* _What this task involves_
In this exercise, the entries below are to be transcribed exactly, line by line.

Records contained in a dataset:
+++
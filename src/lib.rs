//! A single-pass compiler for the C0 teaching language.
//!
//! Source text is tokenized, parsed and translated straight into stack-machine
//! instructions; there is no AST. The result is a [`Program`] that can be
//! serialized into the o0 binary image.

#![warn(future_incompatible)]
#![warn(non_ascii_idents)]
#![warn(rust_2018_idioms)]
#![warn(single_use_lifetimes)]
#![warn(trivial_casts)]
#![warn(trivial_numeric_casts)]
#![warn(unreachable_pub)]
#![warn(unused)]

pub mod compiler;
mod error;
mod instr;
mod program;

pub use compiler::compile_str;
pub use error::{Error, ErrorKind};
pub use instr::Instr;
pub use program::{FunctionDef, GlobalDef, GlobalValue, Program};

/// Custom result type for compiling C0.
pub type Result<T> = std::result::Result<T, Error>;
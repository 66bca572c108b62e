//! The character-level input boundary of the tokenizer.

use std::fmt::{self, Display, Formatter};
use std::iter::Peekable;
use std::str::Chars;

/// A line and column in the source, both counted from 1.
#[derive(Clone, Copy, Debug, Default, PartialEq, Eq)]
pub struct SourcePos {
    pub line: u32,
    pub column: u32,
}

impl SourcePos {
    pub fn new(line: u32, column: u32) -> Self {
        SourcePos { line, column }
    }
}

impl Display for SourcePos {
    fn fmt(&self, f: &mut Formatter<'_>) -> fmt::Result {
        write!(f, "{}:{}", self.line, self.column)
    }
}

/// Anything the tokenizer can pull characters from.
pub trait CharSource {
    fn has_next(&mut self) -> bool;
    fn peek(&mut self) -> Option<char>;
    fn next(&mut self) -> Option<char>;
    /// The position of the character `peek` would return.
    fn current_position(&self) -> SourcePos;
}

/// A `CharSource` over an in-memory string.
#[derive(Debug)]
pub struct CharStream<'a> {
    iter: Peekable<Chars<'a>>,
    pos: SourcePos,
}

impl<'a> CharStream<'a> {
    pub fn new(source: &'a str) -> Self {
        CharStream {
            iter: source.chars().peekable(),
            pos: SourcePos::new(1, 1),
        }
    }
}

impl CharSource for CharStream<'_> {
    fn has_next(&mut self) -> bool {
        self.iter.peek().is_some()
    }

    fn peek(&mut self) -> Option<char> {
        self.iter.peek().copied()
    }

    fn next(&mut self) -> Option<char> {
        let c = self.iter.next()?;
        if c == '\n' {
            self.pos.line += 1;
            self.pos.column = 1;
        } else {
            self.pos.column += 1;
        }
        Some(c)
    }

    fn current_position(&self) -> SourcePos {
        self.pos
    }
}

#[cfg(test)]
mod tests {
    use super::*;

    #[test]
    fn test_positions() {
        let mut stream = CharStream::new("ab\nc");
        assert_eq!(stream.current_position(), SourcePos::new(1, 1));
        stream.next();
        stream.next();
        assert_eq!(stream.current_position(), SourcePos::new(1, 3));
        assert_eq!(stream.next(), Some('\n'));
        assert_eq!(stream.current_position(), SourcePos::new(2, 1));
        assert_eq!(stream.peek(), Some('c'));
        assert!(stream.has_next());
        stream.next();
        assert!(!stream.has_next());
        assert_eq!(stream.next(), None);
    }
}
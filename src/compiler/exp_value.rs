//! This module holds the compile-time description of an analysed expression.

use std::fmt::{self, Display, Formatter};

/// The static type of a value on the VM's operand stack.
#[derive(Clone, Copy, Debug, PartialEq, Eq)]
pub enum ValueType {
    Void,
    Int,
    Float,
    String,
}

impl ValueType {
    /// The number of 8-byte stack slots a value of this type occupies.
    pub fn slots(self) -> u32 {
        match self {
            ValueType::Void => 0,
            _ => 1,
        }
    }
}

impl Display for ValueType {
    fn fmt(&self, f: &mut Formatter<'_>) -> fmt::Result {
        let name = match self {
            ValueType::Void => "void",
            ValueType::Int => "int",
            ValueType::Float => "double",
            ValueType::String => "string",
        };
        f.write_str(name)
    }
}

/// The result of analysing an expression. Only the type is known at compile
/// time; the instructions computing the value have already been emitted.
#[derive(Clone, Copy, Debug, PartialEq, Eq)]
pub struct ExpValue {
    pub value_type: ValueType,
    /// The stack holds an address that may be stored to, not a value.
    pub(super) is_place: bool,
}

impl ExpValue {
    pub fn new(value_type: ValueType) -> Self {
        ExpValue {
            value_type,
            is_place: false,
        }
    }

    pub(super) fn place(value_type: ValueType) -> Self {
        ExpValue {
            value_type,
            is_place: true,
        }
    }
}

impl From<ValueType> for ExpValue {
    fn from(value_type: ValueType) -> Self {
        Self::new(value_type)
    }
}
+++
* _Your solution_
filename src/lib.rs
//! A single-pass compiler for the C0 teaching language.
//!
//! Source text is tokenized, parsed and translated straight into stack-machine
//! instructions; there is no AST. The result is a [`Program`] that can be
//! serialized into the o0 binary image.

#![warn(future_incompatible)]
#![warn(non_ascii_idents)]
#![warn(rust_2018_idioms)]
#![warn(single_use_lifetimes)]
#![warn(trivial_casts)]
#![warn(trivial_numeric_casts)]
#![warn(unreachable_pub)]
#![warn(unused)]

pub mod compiler;
mod error;
mod instr;
mod program;

pub use compiler::compile_str;
pub use error::{Error, ErrorKind};
pub use instr::Instr;
pub use program::{FunctionDef, GlobalDef, GlobalValue, Program};

/// Custom result type for compiling C0.
pub type Result<T> = std::result::Result<T, Error>;
repository 66bca572c108b62e
//! The character-level input boundary of the tokenizer.

use std::fmt::{self, Display, Formatter};
use std::iter::Peekable;
use std::str::Chars;

/// A line and column in the source, both counted from 1.
#[derive(Clone, Copy, Debug, Default, PartialEq, Eq)]
pub struct SourcePos {
    pub line: u32,
    pub column: u32,
}

impl SourcePos {
    pub fn new(line: u32, column: u32) -> Self {
        SourcePos { line, column }
    }
}

impl Display for SourcePos {
    fn fmt(&self, f: &mut Formatter<'_>) -> fmt::Result {
        write!(f, "{}:{}", self.line, self.column)
    }
}

/// Anything the tokenizer can pull characters from.
pub trait CharSource {
    fn has_next(&mut self) -> bool;
    fn peek(&mut self) -> Option<char>;
    fn next(&mut self) -> Option<char>;
    /// The position of the character `peek` would return.
    fn current_position(&self) -> SourcePos;
}

/// A `CharSource` over an in-memory string.
#[derive(Debug)]
pub struct CharStream<'a> {
    iter: Peekable<Chars<'a>>,
    pos: SourcePos,
}

impl<'a> CharStream<'a> {
    pub fn new(source: &'a str) -> Self {
        CharStream {
            iter: source.chars().peekable(),
            pos: SourcePos::new(1, 1),
        }
    }
}

impl CharSource for CharStream<'_> {
    fn has_next(&mut self) -> bool {
        self.iter.peek().is_some()
    }

    fn peek(&mut self) -> Option<char> {
        self.iter.peek().copied()
    }

    fn next(&mut self) -> Option<char> {
        let c = self.iter.next()?;
        if c == '\n' {
            self.pos.line += 1;
            self.pos.column = 1;
        } else {
            self.pos.column += 1;
        }
        Some(c)
    }

    fn current_position(&self) -> SourcePos {
        self.pos
    }
}

#[cfg(test)]
mod tests {
    use super::*;

    #[test]
    fn test_positions() {
        let mut stream = CharStream::new("ab\nc");
        assert_eq!(stream.current_position(), SourcePos::new(1, 1));
        stream.next();
        stream.next();
        assert_eq!(stream.current_position(), SourcePos::new(1, 3));
        assert_eq!(stream.next(), Some('\n'));
        assert_eq!(stream.current_position(), SourcePos::new(2, 1));
        assert_eq!(stream.peek(), Some('c'));
        assert!(stream.has_next());
        stream.next();
        assert!(!stream.has_next());
        assert_eq!(stream.next(), None);
    }
}
filename src/compiler/exp_value.rs
//! This module holds the compile-time description of an analysed expression.

use std::fmt::{self, Display, Formatter};

/// The static type of a value on the VM's operand stack.
#[derive(Clone, Copy, Debug, PartialEq, Eq)]
pub enum ValueType {
    Void,
    Int,
    Float,
    String,
}

impl ValueType {
    /// The number of 8-byte stack slots a value of this type occupies.
    pub fn slots(self) -> u32 {
        match self {
            ValueType::Void => 0,
            _ => 1,
        }
    }
}

impl Display for ValueType {
    fn fmt(&self, f: &mut Formatter<'_>) -> fmt::Result {
        let name = match self {
            ValueType::Void => "void",
            ValueType::Int => "int",
            ValueType::Float => "double",
            ValueType::String => "string",
        };
        f.write_str(name)
    }
}

/// The result of analysing an expression. Only the type is known at compile
/// time; the instructions computing the value have already been emitted.
#[derive(Clone, Copy, Debug, PartialEq, Eq)]
pub struct ExpValue {
    pub value_type: ValueType,
    /// The stack holds an address that may be stored to, not a value.
    pub(super) is_place: bool,
}

impl ExpValue {
    pub fn new(value_type: ValueType) -> Self {
        ExpValue {
            value_type,
            is_place: false,
        }
    }

    pub(super) fn place(value_type: ValueType) -> Self {
        ExpValue {
            value_type,
            is_place: true,
        }
    }
}

impl From<ValueType> for ExpValue {
    fn from(value_type: ValueType) -> Self {
        Self::new(value_type)
    }
}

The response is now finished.